*** Data provided ***

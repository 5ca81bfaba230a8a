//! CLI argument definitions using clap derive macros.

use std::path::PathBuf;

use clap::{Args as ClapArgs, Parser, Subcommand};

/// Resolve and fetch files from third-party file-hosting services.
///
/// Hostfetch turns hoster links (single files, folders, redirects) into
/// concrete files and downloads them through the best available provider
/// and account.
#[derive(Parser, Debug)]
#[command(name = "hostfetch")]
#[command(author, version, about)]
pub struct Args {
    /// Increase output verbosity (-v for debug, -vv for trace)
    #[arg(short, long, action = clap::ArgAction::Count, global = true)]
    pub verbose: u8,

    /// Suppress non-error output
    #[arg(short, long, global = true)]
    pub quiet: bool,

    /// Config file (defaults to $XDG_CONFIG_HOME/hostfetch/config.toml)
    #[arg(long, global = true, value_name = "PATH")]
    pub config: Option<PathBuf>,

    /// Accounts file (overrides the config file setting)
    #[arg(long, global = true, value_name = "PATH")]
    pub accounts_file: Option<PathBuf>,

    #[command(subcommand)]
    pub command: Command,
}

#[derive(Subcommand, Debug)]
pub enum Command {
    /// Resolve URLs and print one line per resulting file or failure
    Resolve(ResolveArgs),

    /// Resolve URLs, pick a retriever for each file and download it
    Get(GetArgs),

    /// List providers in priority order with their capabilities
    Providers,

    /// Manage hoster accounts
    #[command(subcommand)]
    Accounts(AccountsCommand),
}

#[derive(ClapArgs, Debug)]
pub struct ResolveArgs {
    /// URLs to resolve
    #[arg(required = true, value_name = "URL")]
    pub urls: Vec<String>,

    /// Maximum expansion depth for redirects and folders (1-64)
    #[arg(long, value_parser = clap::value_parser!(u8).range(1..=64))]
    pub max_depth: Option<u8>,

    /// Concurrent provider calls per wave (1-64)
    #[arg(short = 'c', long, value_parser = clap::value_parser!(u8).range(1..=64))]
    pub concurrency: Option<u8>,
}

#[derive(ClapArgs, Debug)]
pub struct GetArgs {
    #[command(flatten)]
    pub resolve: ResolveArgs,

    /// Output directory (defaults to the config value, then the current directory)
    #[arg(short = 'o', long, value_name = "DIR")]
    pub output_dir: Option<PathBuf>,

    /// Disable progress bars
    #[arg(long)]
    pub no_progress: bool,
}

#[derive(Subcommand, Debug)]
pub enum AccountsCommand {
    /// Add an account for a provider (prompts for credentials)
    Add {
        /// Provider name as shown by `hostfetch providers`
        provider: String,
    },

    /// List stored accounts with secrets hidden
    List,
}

***
*** Data provided ***

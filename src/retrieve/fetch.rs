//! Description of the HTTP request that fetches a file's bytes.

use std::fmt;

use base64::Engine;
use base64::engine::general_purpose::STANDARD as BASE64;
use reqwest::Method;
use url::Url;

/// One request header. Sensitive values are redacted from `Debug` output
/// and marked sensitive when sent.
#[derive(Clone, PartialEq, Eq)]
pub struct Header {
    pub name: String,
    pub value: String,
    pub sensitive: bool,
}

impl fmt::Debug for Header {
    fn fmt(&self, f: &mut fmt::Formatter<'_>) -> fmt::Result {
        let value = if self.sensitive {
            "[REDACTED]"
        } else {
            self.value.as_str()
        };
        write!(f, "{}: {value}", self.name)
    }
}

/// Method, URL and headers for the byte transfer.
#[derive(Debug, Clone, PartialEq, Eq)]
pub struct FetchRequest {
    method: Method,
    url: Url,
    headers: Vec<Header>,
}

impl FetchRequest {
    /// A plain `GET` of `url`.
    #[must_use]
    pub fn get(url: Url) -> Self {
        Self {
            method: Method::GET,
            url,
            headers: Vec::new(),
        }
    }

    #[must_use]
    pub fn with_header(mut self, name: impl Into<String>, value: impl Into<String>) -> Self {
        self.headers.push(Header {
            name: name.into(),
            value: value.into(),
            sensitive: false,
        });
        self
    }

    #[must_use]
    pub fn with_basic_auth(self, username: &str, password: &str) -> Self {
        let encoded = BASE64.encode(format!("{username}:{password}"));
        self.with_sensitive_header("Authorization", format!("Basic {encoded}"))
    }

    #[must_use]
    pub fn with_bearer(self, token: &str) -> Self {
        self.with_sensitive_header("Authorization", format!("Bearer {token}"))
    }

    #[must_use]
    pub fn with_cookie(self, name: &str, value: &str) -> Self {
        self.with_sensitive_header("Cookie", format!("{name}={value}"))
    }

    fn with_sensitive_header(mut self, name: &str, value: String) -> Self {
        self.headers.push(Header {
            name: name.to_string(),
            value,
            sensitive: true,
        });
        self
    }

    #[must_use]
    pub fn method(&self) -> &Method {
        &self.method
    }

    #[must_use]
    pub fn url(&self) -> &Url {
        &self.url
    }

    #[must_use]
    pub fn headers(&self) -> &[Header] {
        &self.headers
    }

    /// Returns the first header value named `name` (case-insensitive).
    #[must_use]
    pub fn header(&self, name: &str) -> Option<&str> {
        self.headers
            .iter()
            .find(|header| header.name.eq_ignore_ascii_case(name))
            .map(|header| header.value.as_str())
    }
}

***

What is required: The word "ResolveArgs" appears in how many lines of the records? Give the number only.

Task solution: 3